:: The data ::

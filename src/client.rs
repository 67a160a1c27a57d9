//! Unauthenticated client and token exchange.
//!
//! A [`Client`] knows the host, the credentials and the transport, but has no
//! token. Exchanging the credentials for a token (or supplying one) yields a
//! [`Session`], which is the only type that can call business endpoints.

use crate::config::ClientConfig;
use crate::errors::{HuisuiyunError, Result, UNKNOWN_CODE};
use crate::operations::TOKEN_PATH;
use crate::session::Session;
use crate::transport::{HttpRequest, HttpResponse, ReqwestTransport, Transport};
use crate::types::{AccessToken, ResponseEnvelope, TokenRequest};
use crate::utils::{derive_secret, parse_expiry, seconds_until};
use chrono::Utc;
use reqwest::Method;
use std::fmt;
use std::sync::Arc;

/// Longest slice of a non-JSON body quoted in an error message.
const BODY_SNIPPET_LEN: usize = 200;

/// Client for the Huisuiyun API before authentication.
#[derive(Clone)]
pub struct Client {
    config: Arc<ClientConfig>,
    transport: Arc<dyn Transport>,
}

impl Client {
    /// Creates a client using the default reqwest transport.
    ///
    /// # Examples
    ///
    /// ```
    /// use huisuiyun::{Client, ClientConfig};
    ///
    /// let config = ClientConfig::new("https://api.example.com", "ak", "sk").unwrap();
    /// let client = Client::new(config).unwrap();
    /// let session = client.session("cached-token");
    /// assert_eq!(session.token(), "cached-token");
    /// ```
    pub fn new(config: ClientConfig) -> Result<Self> {
        let transport = ReqwestTransport::from_config(&config)?;
        Ok(Self::with_transport(config, transport))
    }

    /// Creates a client that sends every request through `transport`.
    pub fn with_transport(config: ClientConfig, transport: impl Transport + 'static) -> Self {
        Self::from_parts(config, Arc::new(transport))
    }

    /// Creates a client from a shared transport.
    pub fn from_parts(config: ClientConfig, transport: Arc<dyn Transport>) -> Self {
        Self {
            config: Arc::new(config),
            transport,
        }
    }

    /// The client's configuration.
    pub fn config(&self) -> &ClientConfig {
        &self.config
    }

    pub(crate) fn transport(&self) -> &dyn Transport {
        self.transport.as_ref()
    }

    /// Builds the token exchange request without sending it.
    pub fn build_token_request(&self, force_update: bool) -> Result<HttpRequest> {
        let body = TokenRequest {
            ak_string: self.config.access_key().to_string(),
            secret_string: derive_secret(self.config.access_key(), self.config.secret_key()),
            mode: self.config.mode().as_u8(),
            force_update: u8::from(force_update),
        };

        Ok(HttpRequest {
            method: Method::POST,
            url: self.config.endpoint(TOKEN_PATH)?,
            headers: Vec::new(),
            body: Some(serde_json::to_value(body)?),
        })
    }

    /// Exchanges the AK/SK pair for an access token.
    ///
    /// With `force_update` the provider mints a new token even if the current
    /// one is still live. The caller owns refreshing before `expires_in` runs out.
    pub async fn fetch_token(&self, force_update: bool) -> Result<AccessToken> {
        let request = self.build_token_request(force_update)?;
        tracing::debug!(force_update, mode = ?self.config.mode(), "fetching access token");

        let response = self.transport.send(request).await?;
        let envelope = decode_response(response)?;

        let token = match envelope.data.as_str() {
            Some(token) if !token.is_empty() => token.to_string(),
            _ => return Err(HuisuiyunError::response(UNKNOWN_CODE, "token is empty")),
        };

        let expires_at = parse_expiry(&envelope.message);
        let expires_in = match &expires_at {
            Some(at) => seconds_until(at, Utc::now()),
            None => {
                tracing::warn!(expiry = %envelope.message, "unparsable token expiry");
                0
            }
        };

        tracing::debug!(expires_in, "access token acquired");
        Ok(AccessToken {
            token,
            expires_in,
            expires_at,
        })
    }

    /// Fetches a token and opens a session with it.
    pub async fn authenticate(&self, force_update: bool) -> Result<Session> {
        let token = self.fetch_token(force_update).await?;
        Ok(self.session(token.token))
    }

    /// Opens a session with a token obtained elsewhere, e.g. from a cache.
    ///
    /// The token is not validated; an empty token fails on first use.
    pub fn session(&self, token: impl Into<String>) -> Session {
        Session::new(self.clone(), token.into())
    }
}

impl fmt::Debug for Client {
    fn fmt(&self, f: &mut fmt::Formatter<'_>) -> fmt::Result {
        f.debug_struct("Client")
            .field("config", &self.config)
            .finish_non_exhaustive()
    }
}

/// Decodes a provider response into a successful envelope.
///
/// Non-2xx responses report the envelope's own failure when the body carries
/// one, and the HTTP status otherwise.
pub(crate) fn decode_response(response: HttpResponse) -> Result<ResponseEnvelope> {
    if !response.is_success() {
        if let Ok(envelope) = serde_json::from_str::<ResponseEnvelope>(&response.body) {
            if !envelope.is_success() {
                tracing::warn!(status = response.status, code = %envelope.code, "request rejected");
                return envelope.into_result();
            }
        }
        tracing::warn!(status = response.status, "unexpected HTTP status");
        return Err(HuisuiyunError::response(
            response.status.to_string(),
            format!("HTTP {}: {}", response.status, snippet(&response.body)),
        ));
    }

    let envelope: ResponseEnvelope = serde_json::from_str(&response.body)?;
    if !envelope.is_success() {
        tracing::warn!(code = %envelope.code, message = %envelope.message, "request rejected");
    }
    envelope.into_result()
}

fn snippet(body: &str) -> &str {
    match body.char_indices().nth(BODY_SNIPPET_LEN) {
        Some((end, _)) => &body[..end],
        None => body,
    }
}
//! Business endpoints of the agent API.
//!
//! Each [`Operation`] is a row of a fixed table: HTTP verb, path and the
//! fields the provider requires. [`Session::invoke`](crate::session::Session::invoke)
//! is the single entry point that executes any of them.

use crate::errors::{HuisuiyunError, Result};
use crate::types::Params;
use reqwest::Method;
use std::fmt;
use std::str::FromStr;

/// Prefix shared by every agent endpoint.
pub const AGENT_PREFIX: &str = "/api/v2/agent/";

/// Token exchange endpoint.
pub const TOKEN_PATH: &str = "/api/v2/agent/common/cdk/getToken";

/// A business endpoint.
#[derive(Debug, Clone, Copy, PartialEq, Eq, Hash)]
pub enum Operation {
    /// Smart title lookup: resolves a buyer by company name
    QueryAddressee,
    /// Adds a settlement sheet and issues its invoice asynchronously
    AddAgentSettlement,
    /// Re-fetches the outcome of an async issuance, or forces a re-issue, by SID
    InvoiceReGetResultBySid,
    /// Files a red-letter information sheet (tax-control device invoices)
    SaveRedInvoiceInfo,
    /// Pages through red-letter information sheets
    GetRedInvoiceInfo,
    /// Applies for a red-letter confirmation on an all-electric invoice
    AllElectricRedApply,
    /// Lists all-electric red-letter confirmations in a date range
    AllElectricRedList,
    /// Issues the red all-electric invoice for an approved application
    AllElectricCreateRedInvoice,
    /// Fetches the layout file (PDF/OFD/XML links) of an issued invoice
    GetLayoutFile,
}

impl Operation {
    /// Every operation, in table order.
    pub const ALL: [Operation; 9] = [
        Operation::QueryAddressee,
        Operation::AddAgentSettlement,
        Operation::InvoiceReGetResultBySid,
        Operation::SaveRedInvoiceInfo,
        Operation::GetRedInvoiceInfo,
        Operation::AllElectricRedApply,
        Operation::AllElectricRedList,
        Operation::AllElectricCreateRedInvoice,
        Operation::GetLayoutFile,
    ];

    /// Provider-facing camelCase name.
    pub fn name(self) -> &'static str {
        match self {
            Operation::QueryAddressee => "queryAddressee",
            Operation::AddAgentSettlement => "addAgentSettlement",
            Operation::InvoiceReGetResultBySid => "invoiceReGetResultBySid",
            Operation::SaveRedInvoiceInfo => "saveRedInvoiceInfo",
            Operation::GetRedInvoiceInfo => "getRedInvoiceInfo",
            Operation::AllElectricRedApply => "allElectricRedApply",
            Operation::AllElectricRedList => "allElectricRedList",
            Operation::AllElectricCreateRedInvoice => "allElectricCreateRedInvoice",
            Operation::GetLayoutFile => "getLayoutFile",
        }
    }

    /// HTTP verb.
    pub fn method(self) -> Method {
        match self {
            Operation::QueryAddressee => Method::GET,
            _ => Method::POST,
        }
    }

    /// Path suffix below [`AGENT_PREFIX`].
    pub fn path_suffix(self) -> &'static str {
        match self {
            Operation::QueryAddressee => "cdk/addressee/query",
            Operation::AddAgentSettlement => "cdk/agent-settlement/add",
            Operation::InvoiceReGetResultBySid => "cdk/invoice/reGetResultBySid/async",
            Operation::SaveRedInvoiceInfo => "cdk/invoice/red/saveRedInvoiceInfo",
            Operation::GetRedInvoiceInfo => "cdk/invoice/red/getRedInvoiceInfo",
            Operation::AllElectricRedApply => "cdk/allElectric/red/apply",
            Operation::AllElectricRedList => "cdk/allElectric/red/list",
            Operation::AllElectricCreateRedInvoice => "cdk/allElectric/create/redInvoice",
            Operation::GetLayoutFile => "cdk/invoice/getLayoutFile",
        }
    }

    /// Absolute path on the provider host.
    pub fn path(self) -> String {
        format!("{}{}", AGENT_PREFIX, self.path_suffix())
    }

    /// Fields the provider rejects a call without.
    pub fn required_fields(self) -> &'static [&'static str] {
        match self {
            Operation::QueryAddressee => &["companyName"],
            Operation::AddAgentSettlement => &["invoiceType", "taxNo"],
            Operation::InvoiceReGetResultBySid => &["sid"],
            Operation::SaveRedInvoiceInfo => &["machineNo", "applicationRole"],
            Operation::GetRedInvoiceInfo => &["applicationRole", "current", "size"],
            Operation::AllElectricRedApply => &["taxNoType", "invoiceNo", "invoiceType", "reason"],
            Operation::AllElectricRedList => &["current", "taxNoType", "startDate", "endDate"],
            Operation::AllElectricCreateRedInvoice => {
                &["invoiceType", "invoiceNo", "redApplicationId"]
            }
            Operation::GetLayoutFile => &["invoiceNo"],
        }
    }

    /// Merges caller `params` over `required` and checks the result.
    ///
    /// Caller values win on key collisions. Every required field must be
    /// present and non-null afterwards.
    pub fn build_body(self, required: Params, params: Params) -> Result<Params> {
        let mut body = required;
        body.merge(params);

        for field in self.required_fields() {
            if body.get(field).map_or(true, |value| value.is_null()) {
                return Err(HuisuiyunError::ConfigError(format!(
                    "{} requires field [{}]",
                    self.name(),
                    field
                )));
            }
        }

        Ok(body)
    }
}

impl fmt::Display for Operation {
    fn fmt(&self, f: &mut fmt::Formatter<'_>) -> fmt::Result {
        f.write_str(self.name())
    }
}

impl FromStr for Operation {
    type Err = HuisuiyunError;

    fn from_str(name: &str) -> Result<Self> {
        Operation::ALL
            .iter()
            .copied()
            .find(|op| op.name() == name)
            .ok_or_else(|| HuisuiyunError::ConfigError(format!("unknown operation: {}", name)))
    }
}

:::

Each line in the data that holds the string "static" needs to be copied.

Exercise output:
    pub fn with_transport(config: ClientConfig, transport: impl Transport + 'static) -> Self {
    pub fn name(self) -> &'static str {
    pub fn path_suffix(self) -> &'static str {
    pub fn required_fields(self) -> &'static [&'static str] {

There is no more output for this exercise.